O delegado Ramagem, nome que havia sido escolhido para comandar a PF, está na corporação desde 2005 e era diretor-geral da Agência Brasileira de Inteligência (Abin) até ontem. É homem da estrita confiança do presidente e amigo de seus filhos.

A aproximação com Bolsonaro começou no segundo turno da campanha presidencial, em 2018, quando ele foi escalado para coordenar a segurança do então candidato do PSL. “Passou a ser um amigo”, contou o presidente. “Tomava café junto, com leite condensado no pão”.

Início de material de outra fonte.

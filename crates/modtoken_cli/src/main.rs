//! CLI smoke entry point.
//!
//! # Responsibility
//! - Verify `modtoken_core` linkage with a deterministic kernel round:
//!   install a mint extension, mint, uninstall it, mint again.
//!
//! Environment:
//! - `MODTOKEN_DB_PATH`: database file (in-memory when unset).
//! - `MODTOKEN_LOG_DIR` / `MODTOKEN_LOG_LEVEL`: enable file logging.

use log::info;
use modtoken_core::{
    core_version, init_logging, open_db, open_db_in_memory, Address, CallContext, CallEnv,
    CoreConfig, CoreVariant, Extension, ExtensionDescriptor, ExtensionHost, FungibleToken,
    HandlerMode, HookArgs, HookOutput, LifecycleEvent, LoggingConfig, ModularCore, Revert,
};
use std::error::Error;
use std::sync::Arc;

const MINT_CAP: u128 = 1_000;

/// Open mint with a per-call cap.
struct CappedMint;

impl Extension for CappedMint {
    fn describe(&self) -> ExtensionDescriptor {
        ExtensionDescriptor::new("demo.capped-mint", "0.1.0").with_event(
            modtoken_core::model::event::BEFORE_MINT_ERC20,
            HandlerMode::Required,
        )
    }

    fn handle_hook(
        &self,
        _ctx: &CallContext<'_, '_>,
        _event: LifecycleEvent,
        args: &HookArgs,
    ) -> Result<HookOutput, Revert> {
        match args {
            HookArgs::Mint { quantity, .. } if *quantity > MINT_CAP => {
                Err(Revert::new("mint exceeds per-call cap"))
            }
            _ => Ok(HookOutput::None),
        }
    }
}

fn main() -> Result<(), Box<dyn Error>> {
    if let Ok(log_dir) = std::env::var("MODTOKEN_LOG_DIR") {
        let mut config = LoggingConfig::new(log_dir);
        if let Ok(level) = std::env::var("MODTOKEN_LOG_LEVEL") {
            config = config.with_level(level);
        }
        init_logging(&config)?;
    }

    println!("modtoken_core version={}", core_version());

    let conn = match std::env::var("MODTOKEN_DB_PATH") {
        Ok(path) => open_db(path)?,
        Err(_) => open_db_in_memory()?,
    };
    let host = ExtensionHost::new();
    let owner = Address::derive("demo.owner");
    let holder = Address::derive("demo.holder");
    let minter = Address::derive("demo.capped-mint");
    host.deploy(minter, Arc::new(CappedMint))?;

    let config = CoreConfig::new(CoreVariant::Fungible, owner)
        .with_name("Demo Token")
        .with_symbol("DEMO");
    let token = FungibleToken::new(ModularCore::with_role_gate(&conn, &host, &config)?)?;
    let admin = CallEnv::new(owner);

    report("mint before install", token.mint(admin, holder, 10, &[]));
    if token.core().installed(&minter)?.is_none() {
        report("install", token.core().install(admin, minter, &[]).map(|events| events.len()));
    }
    report("mint", token.mint(admin, holder, 10, &[]));
    report("mint above cap", token.mint(admin, holder, MINT_CAP + 1, &[]));
    report("uninstall", token.core().uninstall(admin, minter).map(|events| events.len()));
    report("mint after uninstall", token.mint(admin, holder, 10, &[]));

    println!(
        "balance holder={} amount={} supply={}",
        holder,
        token.balance_of(&holder)?,
        token.total_supply()?
    );
    info!("event=cli_demo module=core status=ok");
    Ok(())
}

fn report<T: std::fmt::Debug>(step: &str, result: Result<T, modtoken_core::CoreError>) {
    match result {
        Ok(value) => println!("{step}: ok {value:?}"),
        Err(err) => println!("{step}: error {} ({err})", err.code()),
    }
}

Se a troca de Moro por André Mendonça no Ministério da Justiça foi bem recebida no Supremo, o mesmo nunca se pôde dizer sobre a substituição de Maurício Valeixo na PF. Bolsonaro já admitiu, mais uma vez, que sempre cobrou de Moro relatórios diários de inteligência, sob o argumento de que precisa de informações para administrar o País. Disse, ainda, que a Abin lhe repassava esses dados.

“Não é justo um presidente viver numa situação dessas. Eu não quero saber de inquérito de ninguém. Não estou sendo investigado”, disse ele. Na segunda-feira, 27, porém, o ministro do Supremo Celso de Mello autorizou abertura de inquérito para investigar denúncias feitas por Moro de que Bolsonaro tenta intervir nas apurações da PF.

Nessa guerra, mais um vídeo legendado, para gabinete do ódio nenhum botar defeito, está prestes a sair do forno. É que Bolsonaro prometeu divulgar a gravação da última reunião ministerial da qual Moro participou, no último dia 14. Na ocasião, o presidente cobrou que o ex-juiz da Lava Jato se posicionasse publicamente sobre prisões, consideradas por ele como “ilegais”, de pessoas que furaram a quarentena imposta por prefeitos e governadores para evitar a propagação do novo coronavírus. O clima foi tenso.

“Nossa reunião é filmada e fica no cofre lá o chip”, comentou Bolsonaro, dizendo ter pedido autorização dos outros ministros para divulgar a cena. “Mandei legendar e vou divulgar. Tirem as conclusões de como eu converso com os ministros”.

Ao se dirigir a apoiadores que rezavam por ele na portaria do Palácio da Alvorada, na noite desta terça, 28, o presidente calibrou o discurso de campanha. “Eu sou uma das pessoas que mais apanham. Dói no coração”, reclamou Bolsonaro.

Antes de se despedir, pediu que os jornalistas se apressassem nas perguntas. “Se não a mulher me cobra aí. E eu vou dormir na casa do cachorro”, afirmou ele, rindo. Ainda ontem, no mesmo dia em que o Brasil ultrapassou a China em número de mortos pela covid-19 – foram 5.017, enquanto os chineses registraram 4.637 – a Secretaria de Comunicação da Presidência postou mensagem sobre “números amplamente positivos” do combate à doença no Placar da Vida. Com um solavanco atrás do outro na República, ninguém se arrisca a prever as cenas do próximo capítulo.